O parlamento desvirtuado
O Brasil vive hoje o seu mais longo período democrático após vários intervalos de períodos ditatoriais e democráticos. É uma conquista a ser mantida e ampliada, com o aperfeiçoamento da democracia. Neste trabalho de consolidação, o Legislativo é fundamental para manter um dos três pilares do regime democrático.
Mas nas últimas campanhas eleitorais e nos últimos mandatos, o que se tem visto é uma desvirtualização do Legislativo. Os parlamentares têm se transformado em despachantes de prefeitos e vereadores na busca de verbas estaduais ou federais para os municípios, por meio de emendas parlamentares.
Ora, um parlamentar deve discursar (parlar), elaborar e votar leis e fiscalizar as ações do Executivo, nos três níveis de poder. A função mais importante é exatamente a de fiscalizar a execução orçamentária, a realização de obras, contratação de servidores etc.
Uma boa fiscalização ao menos reduziria a corrupção nos setores públicos.
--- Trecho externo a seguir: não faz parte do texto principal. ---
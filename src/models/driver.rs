//! Modelo de Driver
//!
//! Un conductor pertenece a una sucursal. Las ventanas de tiempo de todos
//! los trips asignados a un conductor nunca deben solaparse (invariante
//! verificado por el índice de disponibilidad y re-validado al confirmar).

use chrono::{DateTime, NaiveDate, Utc};
use lazy_static::lazy_static;
use rust_decimal::Decimal;
use serde::{Deserialize, Serialize};
use sqlx::FromRow;
use std::collections::HashMap;
use uuid::Uuid;

/// Estado del conductor - mapea al ENUM driver_status
#[derive(Debug, Clone, Copy, PartialEq, Eq, Serialize, Deserialize, sqlx::Type)]
#[sqlx(type_name = "driver_status", rename_all = "snake_case")]
#[serde(rename_all = "SCREAMING_SNAKE_CASE")]
pub enum DriverStatus {
    Available,
    OnTrip,
    DayOff,
    Inactive,
}

lazy_static! {
    /// Capacidad máxima (asientos) que cubre cada clase de licencia.
    /// B hasta 9 plazas, C hasta 16, D hasta 30, E sin límite.
    static ref LICENSE_SEAT_LIMITS: HashMap<&'static str, i32> = {
        let mut m = HashMap::new();
        m.insert("B", 9);
        m.insert("B1", 9);
        m.insert("B2", 9);
        m.insert("C", 16);
        m.insert("D", 30);
        m.insert("E", i32::MAX);
        m
    };
}

/// ¿La clase de licencia cubre un vehículo con esta cantidad de asientos?
/// Una clase desconocida no cubre nada.
pub fn license_covers_seats(license_class: &str, seats: i32) -> bool {
    LICENSE_SEAT_LIMITS
        .get(license_class.trim().to_uppercase().as_str())
        .map(|limit| seats <= *limit)
        .unwrap_or(false)
}

/// Driver principal - mapea a la tabla drivers
#[derive(Debug, Clone, Serialize, Deserialize, FromRow)]
pub struct Driver {
    pub id: Uuid,
    pub branch_id: Uuid,
    pub full_name: String,
    pub phone: Option<String>,
    pub status: DriverStatus,
    pub license_class: String,
    pub license_expiry: NaiveDate,
    /// Nivel de prioridad de despacho: menor número = mayor prioridad.
    pub priority_level: i32,
    pub rating: Decimal,
    /// Permite asignar a trips de otras sucursales.
    pub cross_branch: bool,
    pub created_at: DateTime<Utc>,
    pub version: i64,
}

impl Driver {
    pub fn license_valid_on(&self, date: NaiveDate) -> bool {
        self.license_expiry >= date
    }

    pub fn can_drive_seats(&self, seats: i32) -> bool {
        license_covers_seats(&self.license_class, seats)
    }
}

#[cfg(test)]
mod tests {
    use super::*;

    #[test]
    fn license_matrix() {
        assert!(license_covers_seats("B", 4));
        assert!(license_covers_seats("B2", 9));
        assert!(!license_covers_seats("B", 16));
        assert!(license_covers_seats("D", 29));
        assert!(!license_covers_seats("D", 45));
        assert!(license_covers_seats("E", 45));
        assert!(license_covers_seats("e", 45));
        assert!(!license_covers_seats("X", 4));
    }

    #[test]
    fn expiry_is_inclusive() {
        let driver = Driver {
            id: Uuid::new_v4(),
            branch_id: Uuid::new_v4(),
            full_name: "Nguyen Van B".to_string(),
            phone: None,
            status: DriverStatus::Available,
            license_class: "D".to_string(),
            license_expiry: NaiveDate::from_ymd_opt(2025, 6, 30).unwrap(),
            priority_level: 1,
            rating: Decimal::new(45, 1),
            cross_branch: false,
            created_at: Utc::now(),
            version: 0,
        };
        assert!(driver.license_valid_on(NaiveDate::from_ymd_opt(2025, 6, 30).unwrap()));
        assert!(!driver.license_valid_on(NaiveDate::from_ymd_opt(2025, 7, 1).unwrap()));
    }
}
A redução provocaria economia de recursos para que mais obras fossem feitas e mais serviços prestados. Mas com o desvirtuamento de funções, os parlamentares ficam limitados a votar poucos projetos de autoria do Legislativo e pouco fiscalizam.
Enquanto se preocupam com a elaboração e liberação de emendas, o governo vai tocando sua vida com pouca cobrança. E a situação está ficando grave. Muitas vezes o parlamentar tem que negociar com o governo uma liberação de emenda e até apoia projetos que votaria contra.
Mas a gravidade está começando pela campanha eleitoral. Os candidatos – em sua quase totalidade – se oferecem para o eleitor como um homem que vai para Brasília ou São Paulo para trazer dinheiro para suas cidades, como se fosse essa a principal função de um parlamentar.
Os candidatos a deputado federal alardeiam que têm R$ 15 milhões em emendas por ano, cada um. Isso daria um total de R$ 60 milhões no mandato. Um valor considerável que passa a valer – no mínimo – como moeda de troca de apoio.
Um candidato com base eleitoral em Ilha Bela chega a dizer o cúmulo que levará para sua base eleitoral “um mar de recursos”. Há caminho mais curto para enfraquecer o Parlamento? Parece que não.
Enquanto isso, a discussão necessária, de uma revisão no pacto federativo, com melhor distribuição dos recursos públicos vai ficando para depois. Principalmente se os eleitores continuarem a votar nos candidatos “emendeiros”. Vale a pena refletir sobre isso.